Pike is a significantly less likable character, but I'm assuming that was intentional, because he's clearly being positioned as a new antagonist this season. He was an "Earth Skills" teacher on the Ark (and Clarke was his best student, naturally), but in the face of adversity, has become a charismatic and toxic leader of the survivors from Farm Station. When Farm Station fell from the sky into Ice Nation, they were immediately attacked, and the Azgeda hunters killed sixteen children, as well as Monty's father. As a result, Pike and his group have painted all Grounders with the same broad brush, and proudly proclaim themselves "Grounder killers." He's The 100's equivalent of a racist and xenophobe, insisting that all Grounders are the same, denying their personhood, and even telling them to "speak English." Think season one Kane, but even worse.

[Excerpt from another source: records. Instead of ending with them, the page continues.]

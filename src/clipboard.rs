//! Clipboard output: system clipboard first, terminal OSC 52 as fallback.

use std::io::{self, Write};

use base64::Engine;
use base64::engine::general_purpose::STANDARD;
use copypasta::{ClipboardContext, ClipboardProvider};
use thiserror::Error;
use zeroize::Zeroize;

/// Which mechanism placed the text on the clipboard.
#[derive(Debug, Clone, Copy, PartialEq, Eq)]
pub enum Method {
    System,
    Terminal,
}

#[derive(Debug, Error)]
#[error("clipboard unavailable ({primary}); terminal fallback failed ({fallback})")]
pub struct ClipboardUnavailable {
    pub primary: String,
    pub fallback: String,
}

/// Anything that can place text on a clipboard.
pub trait Sink {
    fn copy(&mut self, text: &str) -> Result<Method, ClipboardUnavailable>;
}

/// Holds the system clipboard context for as long as the caller keeps it,
/// so the selection stays owned on X11.
pub struct Clipboard {
    system: Option<ClipboardContext>,
}

impl Clipboard {
    pub fn new() -> Self {
        let system = match ClipboardContext::new() {
            Ok(ctx) => Some(ctx),
            Err(e) => {
                log::debug!("system clipboard unavailable: {e}");
                None
            }
        };
        Self { system }
    }

    pub fn copy(&mut self, text: &str) -> Result<Method, ClipboardUnavailable> {
        copy_with(text, |t| self.copy_system(t), copy_terminal)
    }

    fn copy_system(&mut self, text: &str) -> Result<(), String> {
        let ctx = self
            .system
            .as_mut()
            .ok_or_else(|| "no system clipboard".to_string())?;
        ctx.set_contents(text.to_owned()).map_err(|e| e.to_string())?;
        // Reading back forces some providers to take ownership of the selection.
        if let Ok(mut retrieved) = ctx.get_contents() {
            retrieved.zeroize();
        }
        Ok(())
    }
}

impl Sink for Clipboard {
    fn copy(&mut self, text: &str) -> Result<Method, ClipboardUnavailable> {
        Clipboard::copy(self, text)
    }
}

impl Default for Clipboard {
    fn default() -> Self {
        Self::new()
    }
}

/// Try `primary`, and only if it fails, `fallback`.
fn copy_with<P, F>(text: &str, primary: P, fallback: F) -> Result<Method, ClipboardUnavailable>
where
    P: FnOnce(&str) -> Result<(), String>,
    F: FnOnce(&str) -> io::Result<()>,
{
    let primary = match primary(text) {
        Ok(()) => return Ok(Method::System),
        Err(e) => e,
    };
    log::info!("system clipboard failed ({primary}), trying terminal");

    match fallback(text) {
        Ok(()) => Ok(Method::Terminal),
        Err(e) => Err(ClipboardUnavailable {
            primary,
            fallback: e.to_string(),
        }),
    }
}

/// OSC 52 "set clipboard" sequence for `text`.
pub fn osc52_sequence(text: &str) -> String {
    format!("\x1b]52;c;{}\x07", STANDARD.encode(text.as_bytes()))
}

fn copy_terminal(text: &str) -> io::Result<()> {
    if unsafe { libc::isatty(1) } != 1 {
        return Err(io::Error::other("stdout is not a terminal"));
    }
    let mut seq = osc52_sequence(text);
    let stdout = io::stdout();
    let mut out = stdout.lock();
    let result = out.write_all(seq.as_bytes()).and_then(|_| out.flush());
    seq.zeroize();
    result
}

#[cfg(test)]
mod tests {
    use super::*;

    #[test]
    fn osc52_wraps_base64_payload() {
        assert_eq!(osc52_sequence("hunter2"), "\x1b]52;c;aHVudGVyMg==\x07");
    }

    #[test]
    fn system_clipboard_is_tried_first() {
        let method = copy_with(
            "pw",
            |_| Ok(()),
            |_| panic!("fallback must not run when the system clipboard works"),
        );
        assert_eq!(method.unwrap(), Method::System);
    }

    #[test]
    fn terminal_used_when_system_fails() {
        let mut seen = String::new();
        let method = copy_with(
            "pw",
            |_| Err("no display".into()),
            |t| {
                seen.push_str(t);
                Ok(())
            },
        );
        assert_eq!(method.unwrap(), Method::Terminal);
        assert_eq!(seen, "pw");
    }

    #[test]
    fn both_failing_is_unavailable() {
        let err = copy_with(
            "pw",
            |_| Err("no display".into()),
            |_| Err(io::Error::other("not a tty")),
        )
        .unwrap_err();
        assert_eq!(err.primary, "no display");
        assert_eq!(err.fallback, "not a tty");
    }

    #[test]
    fn unavailable_reports_both_failures() {
        let err = ClipboardUnavailable {
            primary: "no system clipboard".into(),
            fallback: "stdout is not a terminal".into(),
        };
        let msg = err.to_string();
        assert!(msg.contains("no system clipboard"));
        assert!(msg.contains("stdout is not a terminal"));
    }
}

He's also generally ruthless, as he told Monty that they unequivocally "did the right thing" at Mount Weather, because it's "kill or be killed." There is, of course, an argument to be made that they did the right thing, but you have to be pretty heartless not to pause at the fact that they killed dozens of innocent children. I'm sure The 100 will make his motivations somewhat complex, dominated by fear and a desire to protect his people, most likely, but for now, he's the one we love to hate. He's also probably responsible for the field of bodies Lexa finds in the trailer:



The City of Light


In the premiere, it seemed that the City of Light might be the sci-fi equivalent of a bad acid trip. Jaha reached it by swallowing some sort of pill given to him by A.L.I.E., and when he was "there," it appeared to Murphy (and the audience), that he was just sitting and meditating. But in this episode, we find out that it is probably an actual place. We see Emori kill Gideon, and then we see him again—decidedly not dead—in the City of Light along with A.L.I.E., Jaha, and Otan. So apparently, the City of Light is some kind of spiritual plane (or possibly a virtual reality?) that has eliminated not only pain and envy, but death. 

Jason Rothenberg has previously said that the whole City of Light plotline will be a B-plot until the midseason finale, and then will be front-and-center for the back half of season three. He also confirmed in an interview that the City of Light is an actual place, not just a hallucination:

Opening quote
"It's real," Rothenberg told TV Line. "It's a real place, and it becomes a big deal this season, but the story simmers for a little while before it boils over. We're trying to get the audience used to this new story we're telling; it has a whole new visual vocabulary, and its own language in many ways. You've only just begun to see where that world is going and what it's all about."
Closing quote

This is much, much harder sci-fi than we've seen from The 100 before, which makes me both excited and nervous. Artificial intelligence and virtual reality are fertile ground for nuanced philosophy and ethical quandaries, both of which The 100 does well, but it's also a breeding ground for cliches. But after that amazing second season, the writers have more than earned our trust, and I can't wait to see where this goes next.